If buying an EV is something you’re considering, here are some things to keep in mind.
Prices are likely to come down
EV sales are gaining ground, but their relatively high sticker price keeps many people from opting in.
The average transaction price (ATP) of mainstream EVs such as the Chevrolet Bolt or Kia Niro EV was $39,010 for the first half of 2021, according to TrueCar.Kelley Blue Book reported in July that the ATP of the subcompact and slightly larger compact SUV or crossover segment reached $27,687 and $32,747 respectively.
It’s currently more expensive for a manufacturer to produce an electric car than a comparable gasoline-powered vehicle — with a good chunk of that cost going toward the battery. But because of decreasing battery expenses, some analysts anticipate it will cost the same to build an EV as an ICE-powered variant by 2024. This could make EVs more accessible to buyers.
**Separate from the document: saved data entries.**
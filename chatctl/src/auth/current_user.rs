use axum::{extract::FromRequestParts, http::request::Parts};
use tracing::{debug, instrument, trace};

use crate::{
    AppState,
    auth::{CurrentUser, session},
    errors::{Error, Result},
};

/// Extract user from JWT session cookie if present and valid
/// Returns:
/// - None: No session cookie present
/// - Some(Ok(user)): Valid JWT found and verified
/// - Some(Err(error)): Cookie header present but unreadable
#[instrument(skip(parts, config))]
fn try_cookie_session_auth(parts: &Parts, config: &crate::config::Config) -> Option<Result<CurrentUser>> {
    let cookie_header = parts.headers.get(axum::http::header::COOKIE)?;

    let cookie_str = match cookie_header.to_str() {
        Ok(s) => s,
        Err(e) => {
            return Some(Err(Error::BadRequest {
                message: format!("Invalid cookie header: {e}"),
            }));
        }
    };
    let cookie_name = &config.auth.cookie_name;

    for cookie in cookie_str.split(';') {
        let cookie = cookie.trim();
        if let Some((name, value)) = cookie.split_once('=')
            && name == cookie_name
        {
            match session::verify_session_token(value, config) {
                Ok(user) => return Some(Ok(user)),
                Err(_) => {
                    // Invalid/expired token, keep checking other cookies.
                    // Verification errors are expected for stale sessions.
                    continue;
                }
            }
        }
    }
    None
}

/// Extract user from a session token in the Authorization header
/// Returns:
/// - None: No Authorization header or not a Bearer token
/// - Some(Ok(user)): Valid session token
/// - Some(Err(error)): Bearer token present but invalid
#[instrument(skip(parts, config))]
fn try_bearer_session_auth(parts: &Parts, config: &crate::config::Config) -> Option<Result<CurrentUser>> {
    let auth_header = parts.headers.get(axum::http::header::AUTHORIZATION)?;

    let auth_str = match auth_header.to_str() {
        Ok(s) => s,
        Err(e) => {
            return Some(Err(Error::BadRequest {
                message: format!("Invalid authorization header: {e}"),
            }));
        }
    };

    let token = auth_str.strip_prefix("Bearer ")?;

    Some(session::verify_session_token(token, config))
}

impl FromRequestParts<AppState> for CurrentUser {
    type Rejection = Error;

    #[instrument(skip(parts, state))]
    async fn from_request_parts(parts: &mut Parts, state: &AppState) -> Result<Self> {
        // Each method returns Option<Result<CurrentUser>>:
        // - None means the auth method is not applicable (no credentials present)
        // - Some(Ok(user)) means successful authentication
        // - Some(Err(error)) means credentials were present but invalid
        //
        // Try the bearer token first, then the cookie; fail only if neither
        // yields a verified user.

        match try_bearer_session_auth(parts, &state.config) {
            Some(Ok(user)) => {
                debug!("Found bearer token authenticated user: {}", user.id);
                return Ok(user);
            }
            Some(Err(e)) => {
                trace!("Bearer token authentication failed: {:?}", e);
            }
            None => {
                trace!("No bearer token authentication attempted");
            }
        }

        match try_cookie_session_auth(parts, &state.config) {
            Some(Ok(user)) => {
                debug!("Found session cookie authenticated user: {}", user.id);
                return Ok(user);
            }
            Some(Err(e)) => {
                trace!("Session cookie authentication failed: {:?}", e);
            }
            None => {
                trace!("No session cookie authentication attempted");
            }
        }

        Err(Error::Unauthenticated { message: None })
    }
}

#[cfg(test)]
mod tests {
    use super::*;
    use crate::auth::session::create_session_token;
    use crate::test_utils::{create_test_config, create_test_state, create_test_user};
    use axum::extract::FromRequestParts as _;

    fn parts_with_header(header_name: &str, header_value: &str) -> Parts {
        let request = axum::http::Request::builder()
            .uri("http://localhost/test")
            .header(header_name, header_value)
            .body(())
            .unwrap();

        let (parts, _body) = request.into_parts();
        parts
    }

    #[tokio::test]
    async fn test_bearer_token_extraction() {
        let config = create_test_config();
        let user = create_test_user();
        let token = create_session_token(&user, &config).unwrap();
        let state = create_test_state(config);

        let mut parts = parts_with_header("authorization", &format!("Bearer {token}"));

        let current_user = CurrentUser::from_request_parts(&mut parts, &state).await.unwrap();
        assert_eq!(current_user.id, user.id);
        assert_eq!(current_user.email, user.email);
    }

    #[tokio::test]
    async fn test_cookie_extraction() {
        let config = create_test_config();
        let user = create_test_user();
        let token = create_session_token(&user, &config).unwrap();
        let cookie_name = config.auth.cookie_name.clone();
        let state = create_test_state(config);

        let mut parts = parts_with_header("cookie", &format!("other=1; {cookie_name}={token}"));

        let current_user = CurrentUser::from_request_parts(&mut parts, &state).await.unwrap();
        assert_eq!(current_user.id, user.id);
    }

    #[tokio::test]
    async fn test_missing_credentials_returns_unauthorized() {
        let state = create_test_state(create_test_config());

        let request = axum::http::Request::builder().uri("http://localhost/test").body(()).unwrap();
        let (mut parts, _body) = request.into_parts();

        let error = CurrentUser::from_request_parts(&mut parts, &state).await.unwrap_err();
        assert_eq!(error.status_code(), axum::http::StatusCode::UNAUTHORIZED);
    }

    #[tokio::test]
    async fn test_garbage_bearer_token_rejected() {
        let state = create_test_state(create_test_config());

        let mut parts = parts_with_header("authorization", "Bearer not-a-jwt");

        let error = CurrentUser::from_request_parts(&mut parts, &state).await.unwrap_err();
        assert_eq!(error.status_code(), axum::http::StatusCode::UNAUTHORIZED);
    }
}
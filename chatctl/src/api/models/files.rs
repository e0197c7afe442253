//! Request and response models for the file routes.

use serde::{Deserialize, Serialize};
use utoipa::ToSchema;

use crate::types::{FileRecord, Timestamp, UserId};

/// One file in a batch delete request. Clients send back the record fields
/// they hold; only `file_id` and `filepath` gate the filter.
#[derive(Debug, Clone, Serialize, Deserialize, ToSchema)]
pub struct DeleteFileItem {
    #[serde(default)]
    pub file_id: String,
    #[serde(default)]
    pub filepath: String,
    #[serde(default)]
    pub endpoint: String,
}

/// Body of `DELETE /files`.
#[derive(Debug, Clone, Serialize, Deserialize, ToSchema)]
pub struct DeleteFilesRequest {
    pub files: Vec<DeleteFileItem>,
}

/// Generic message payload used by the delete route.
#[derive(Debug, Clone, Serialize, Deserialize, ToSchema)]
pub struct MessageResponse {
    pub message: String,
}

/// Response to a successful upload: the persisted record plus the client's
/// optimistic id so it can reconcile its local state.
#[derive(Debug, Clone, Serialize, Deserialize, ToSchema)]
pub struct FileUploadResponse {
    pub file_id: String,
    pub temp_file_id: String,
    pub filepath: String,
    pub endpoint: String,
    pub filename: String,
    pub bytes: u64,
    #[serde(rename = "type")]
    pub content_type: String,
    #[schema(value_type = String, format = "uuid")]
    pub user: UserId,
    #[schema(value_type = String, format = "date-time")]
    pub created_at: Timestamp,
}

impl FileUploadResponse {
    pub fn from_record(record: FileRecord, temp_file_id: String) -> Self {
        Self {
            file_id: record.file_id,
            temp_file_id,
            filepath: record.filepath,
            endpoint: record.endpoint,
            filename: record.filename,
            bytes: record.bytes,
            content_type: record.content_type,
            user: record.user,
            created_at: record.created_at,
        }
    }
}
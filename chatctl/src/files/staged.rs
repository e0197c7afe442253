//! Staged upload files with scoped cleanup.
//!
//! Multipart uploads are written to a staging directory before a storage
//! strategy takes them over. A [`StagedFile`] removes its path on drop
//! unless a strategy claims it, so every failure path gets exactly one
//! best-effort cleanup without bookkeeping in the handlers.

use std::path::{Path, PathBuf};

use axum::body::Bytes;
use tokio::io::AsyncWriteExt;
use tracing::warn;
use uuid::Uuid;

/// An upload staged on local disk, pending a storage strategy decision.
///
/// Dropping a `StagedFile` removes the file. Removal failures are logged and
/// never escalated; the staging directory is periodically cleanable anyway.
#[derive(Debug)]
pub struct StagedFile {
    path: PathBuf,
    filename: String,
    content_type: String,
    size: u64,
    claimed: bool,
}

impl StagedFile {
    /// Write multipart bytes to a fresh file under `staging_dir`.
    pub async fn create(staging_dir: &Path, filename: &str, content_type: &str, data: Bytes) -> anyhow::Result<Self> {
        tokio::fs::create_dir_all(staging_dir).await?;

        let path = staging_dir.join(Uuid::new_v4().to_string());
        let size = data.len() as u64;

        let mut file = tokio::fs::File::create(&path).await?;
        file.write_all(&data).await?;
        file.flush().await?;

        Ok(Self {
            path,
            filename: filename.to_string(),
            content_type: content_type.to_string(),
            size,
            claimed: false,
        })
    }

    pub fn path(&self) -> &Path {
        &self.path
    }

    pub fn filename(&self) -> &str {
        &self.filename
    }

    pub fn content_type(&self) -> &str {
        &self.content_type
    }

    pub fn size(&self) -> u64 {
        self.size
    }

    /// Take ownership of the staged path, suppressing cleanup.
    ///
    /// A strategy claims the file when the staged copy becomes (or remains)
    /// the durable one.
    pub fn claim(mut self) -> PathBuf {
        self.claimed = true;
        std::mem::take(&mut self.path)
    }
}

impl Drop for StagedFile {
    fn drop(&mut self) {
        if self.claimed {
            return;
        }
        if let Err(e) = std::fs::remove_file(&self.path) {
            // Best effort. The file may already be gone if a strategy moved it.
            if e.kind() != std::io::ErrorKind::NotFound {
                warn!("Failed to remove staged file {}: {}", self.path.display(), e);
            }
        }
    }
}

#[cfg(test)]
mod tests {
    use super::*;

    #[tokio::test]
    async fn test_create_writes_bytes() {
        let dir = tempfile::tempdir().unwrap();
        let staged = StagedFile::create(dir.path(), "notes.txt", "text/plain", Bytes::from_static(b"hello"))
            .await
            .unwrap();

        assert_eq!(staged.size(), 5);
        assert_eq!(staged.filename(), "notes.txt");
        assert_eq!(tokio::fs::read(staged.path()).await.unwrap(), b"hello");
    }

    #[tokio::test]
    async fn test_drop_removes_file() {
        let dir = tempfile::tempdir().unwrap();
        let staged = StagedFile::create(dir.path(), "a.bin", "application/octet-stream", Bytes::from_static(b"x"))
            .await
            .unwrap();
        let path = staged.path().to_path_buf();
        assert!(path.exists());

        drop(staged);
        assert!(!path.exists());
    }

    #[tokio::test]
    async fn test_claim_suppresses_cleanup() {
        let dir = tempfile::tempdir().unwrap();
        let staged = StagedFile::create(dir.path(), "a.bin", "application/octet-stream", Bytes::from_static(b"x"))
            .await
            .unwrap();

        let path = staged.claim();
        assert!(path.exists());

        tokio::fs::remove_file(&path).await.unwrap();
    }

    #[tokio::test]
    async fn test_drop_after_external_removal_is_silent() {
        let dir = tempfile::tempdir().unwrap();
        let staged = StagedFile::create(dir.path(), "a.bin", "application/octet-stream", Bytes::from_static(b"x"))
            .await
            .unwrap();

        tokio::fs::remove_file(staged.path()).await.unwrap();
        // Drop must not panic when the file is already gone
        drop(staged);
    }
}
//! OpenAI-compatible file API client and storage strategy.
//!
//! The client wraps the provider's `/files` endpoints. The strategy layers
//! the [`StorageStrategy`] contract on top so `openAI` uploads and deletes
//! dispatch like any other endpoint, and the download passthrough can relay
//! provider content without buffering it.

use async_trait::async_trait;
use axum::body::Body;
use serde::Deserialize;
use tracing::debug;

use crate::{
    config::ProviderEndpointConfig,
    files::{
        staged::StagedFile,
        storage::{FetchedContent, StorageStrategy, StoredFile},
    },
    types::{FileRecord, UserId},
};

/// File metadata as returned by the provider's `GET /files/{id}`.
#[derive(Debug, Clone, Deserialize)]
pub struct ProviderFileMetadata {
    pub id: String,
    pub filename: String,
    #[serde(default)]
    pub bytes: u64,
}

/// Client for an OpenAI-compatible `/files` API.
#[derive(Clone)]
pub struct OpenAiFiles {
    client: reqwest::Client,
    base_url: String,
    api_key: Option<String>,
}

impl OpenAiFiles {
    pub fn new(config: &ProviderEndpointConfig) -> anyhow::Result<Self> {
        let client = reqwest::Client::builder().timeout(config.timeout).build()?;
        Ok(Self {
            client,
            base_url: config.base_url.as_str().trim_end_matches('/').to_string(),
            api_key: config.api_key.clone(),
        })
    }

    fn files_url(&self, suffix: &str) -> String {
        format!("{}/files{}", self.base_url, suffix)
    }

    fn authorize(&self, req: reqwest::RequestBuilder) -> reqwest::RequestBuilder {
        match &self.api_key {
            Some(key) => req.bearer_auth(key),
            None => req,
        }
    }

    /// Fetch file metadata, primarily for the provider-held filename.
    pub async fn metadata(&self, file_id: &str) -> anyhow::Result<ProviderFileMetadata> {
        let response = self
            .authorize(self.client.get(self.files_url(&format!("/{file_id}"))))
            .send()
            .await?
            .error_for_status()?;
        Ok(response.json().await?)
    }

    /// Open a streaming GET on the file content.
    pub async fn content(&self, file_id: &str) -> anyhow::Result<reqwest::Response> {
        let response = self
            .authorize(self.client.get(self.files_url(&format!("/{file_id}/content"))))
            .send()
            .await?
            .error_for_status()?;
        Ok(response)
    }

    /// Upload file bytes under the given filename.
    pub async fn upload(&self, filename: &str, content_type: &str, data: Vec<u8>) -> anyhow::Result<ProviderFileMetadata> {
        let part = reqwest::multipart::Part::bytes(data)
            .file_name(filename.to_string())
            .mime_str(content_type)?;
        let form = reqwest::multipart::Form::new().text("purpose", "assistants").part("file", part);

        let response = self
            .authorize(self.client.post(self.files_url("")))
            .multipart(form)
            .send()
            .await?
            .error_for_status()?;
        Ok(response.json().await?)
    }

    /// Delete a file on the provider.
    pub async fn delete(&self, file_id: &str) -> anyhow::Result<()> {
        self.authorize(self.client.delete(self.files_url(&format!("/{file_id}"))))
            .send()
            .await?
            .error_for_status()?;
        Ok(())
    }
}

/// Strategy persisting uploads to the provider's file store.
pub struct OpenAiStorage {
    client: OpenAiFiles,
    /// Keep the staged copy around after a successful remote store
    retain_staged: bool,
}

impl OpenAiStorage {
    pub fn new(client: OpenAiFiles, retain_staged: bool) -> Self {
        Self { client, retain_staged }
    }
}

#[async_trait]
impl StorageStrategy for OpenAiStorage {
    async fn store(&self, _user: UserId, file_id: &str, staged: StagedFile) -> anyhow::Result<StoredFile> {
        let data = tokio::fs::read(staged.path()).await?;
        let bytes = staged.size();

        let uploaded = self.client.upload(staged.filename(), staged.content_type(), data).await?;
        debug!("Stored {} with provider as {}", file_id, uploaded.id);

        if self.retain_staged {
            staged.claim();
        }
        // Otherwise the staged copy is removed when `staged` drops here

        Ok(StoredFile {
            filepath: uploaded.id,
            bytes,
        })
    }

    async fn delete(&self, record: &FileRecord) -> anyhow::Result<()> {
        // filepath holds the provider-issued id for this strategy
        self.client.delete(&record.filepath).await
    }

    async fn fetch(&self, file_id: &str) -> anyhow::Result<FetchedContent> {
        let metadata = self.client.metadata(file_id).await?;
        let response = self.client.content(file_id).await?;

        Ok(FetchedContent {
            filename: Some(metadata.filename),
            body: Body::from_stream(response.bytes_stream()),
        })
    }
}
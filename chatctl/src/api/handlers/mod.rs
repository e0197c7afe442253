pub mod files;
pub mod models;
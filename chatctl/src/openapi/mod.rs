//! OpenAPI documentation for the HTTP API.

use utoipa::{
    Modify, OpenApi,
    openapi::security::{HttpAuthScheme, HttpBuilder, SecurityScheme},
};

use crate::api;

/// Security scheme: session JWT as a bearer token or cookie.
struct SecurityAddon;

impl Modify for SecurityAddon {
    fn modify(&self, openapi: &mut utoipa::openapi::OpenApi) {
        if let Some(components) = openapi.components.as_mut() {
            components.security_schemes.insert(
                "SessionToken".to_string(),
                SecurityScheme::Http(
                    HttpBuilder::new()
                        .scheme(HttpAuthScheme::Bearer)
                        .bearer_format("JWT")
                        .description(Some(
                            "Session token issued at login. Sent either as\n\n\
                            ```\nAuthorization: Bearer <token>\n```\n\n\
                            or as the session cookie.",
                        ))
                        .build(),
                ),
            );
        }
    }
}

#[derive(OpenApi)]
#[openapi(
    paths(
        api::handlers::files::list_files,
        api::handlers::files::delete_files,
        api::handlers::files::download_file,
        api::handlers::files::upload_file,
        api::handlers::models::get_models,
    ),
    components(schemas(
        crate::types::FileRecord,
        crate::api::models::files::DeleteFileItem,
        crate::api::models::files::DeleteFilesRequest,
        crate::api::models::files::MessageResponse,
        crate::api::models::files::FileUploadResponse,
        crate::models::aggregator::ModelCatalog,
    )),
    modifiers(&SecurityAddon),
    tags(
        (name = "files", description = "File attachment lifecycle"),
        (name = "models", description = "Model catalog")
    )
)]
pub struct ApiDoc;

#[cfg(test)]
mod tests {
    use super::*;

    #[test]
    fn test_schemas_spell_out_id_and_timestamp_formats() {
        let doc = serde_json::to_value(ApiDoc::openapi()).unwrap();

        let record = &doc["components"]["schemas"]["FileRecord"]["properties"];
        assert_eq!(record["user"]["type"], "string");
        assert_eq!(record["user"]["format"], "uuid");
        assert_eq!(record["created_at"]["format"], "date-time");

        let upload = &doc["components"]["schemas"]["FileUploadResponse"]["properties"];
        assert_eq!(upload["user"]["format"], "uuid");
    }
}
The federal government offers up to $7,500 in tax credits to help make an EV purchase more affordable. And several states, cities and utility companies also provide their own incentives. For instance, some state and city programs include cash rebates, tax deductions, reduced registration fees, lower tolls or access to high-occupancy vehicle (HOV) lanes. When doing your research, be sure to read the fine print on any offers. Programs may have residency requirements, income caps and restrictions on which vehicles qualify.
On the charging station front, the federal government offers a tax credit of up to $1,000 for installation and 30% off a JuiceBox home charging station. Also, ask your utility company about any incentives they may offer, as well as for details on plans with low rates.
You have charging choices
EV chargers come in different categories. When buying a vehicle, many people receive a Level 1, 110-volt cord or charger system, which can plug into most conventional household outlets. I opted to install a Level 2, 240-volt charger. It enables my vehicles to gain up to 25 miles of driving range per hour (RPH) of charging when electricity rates are at their lowest cost.
A 240-volt charger offers a faster charge, but don’t feel obligated to get one. Many drivers use a 110-volt charging cable and also charge their vehicles using public stations. Through an overnight charge, Level 1 charging can replenish to 60 miles a day in range, which is enough for most people on most days, says Chris Harto, senior policy analyst for Consumer Reports.
Costs to use public charging stations can vary from free to approximately $.50 a kilowatt, depending on the network and location. Some manufacturers also throw in charging perks when you make a purchase, such as Ford’s two-year complimentary access to the more than North American charging stations in its Blue Oval Charge Network. However, keep in mind that while access to public charging is growing, it is still largely underdeveloped outside of major metropolitan areas.
Save on repairs
Another reason to consider an EV: Consumers save on average 50% of repair and maintenance costs compared to ICE-equipped vehicles, according to Consumer Reports. This adds up to more than $6,000 in savings over the life of a vehicle. PHEVs offer similar benefits. “A plug-in hybrid only uses its gasoline engine 25% to 50% of the time, and that puts less wear and tear on the powertrain components,” says Harto.
Do your due diligence
More interested than ever in purchasing an EV? Be sure to give any vehicle a try before you buy. Take advantage of extended at-home test drives from several different manufacturers to make sure you find the right fit for your lifestyle and any commute.
At the same time, watch for changing legislation that could increase or change federal incentives for prospective EV buyers. This spring, lawmakers proposed new legislation that could increase federal EV incentives for some vehicles up to $12,500.
If you’re on the fence, remember that you don’t have to go all in. Most plug-in hybrids can power 50% to 75% of their driving using electricity, resulting in significant fuel savings and have a lower total cost of ownership than full battery-electric vehicles.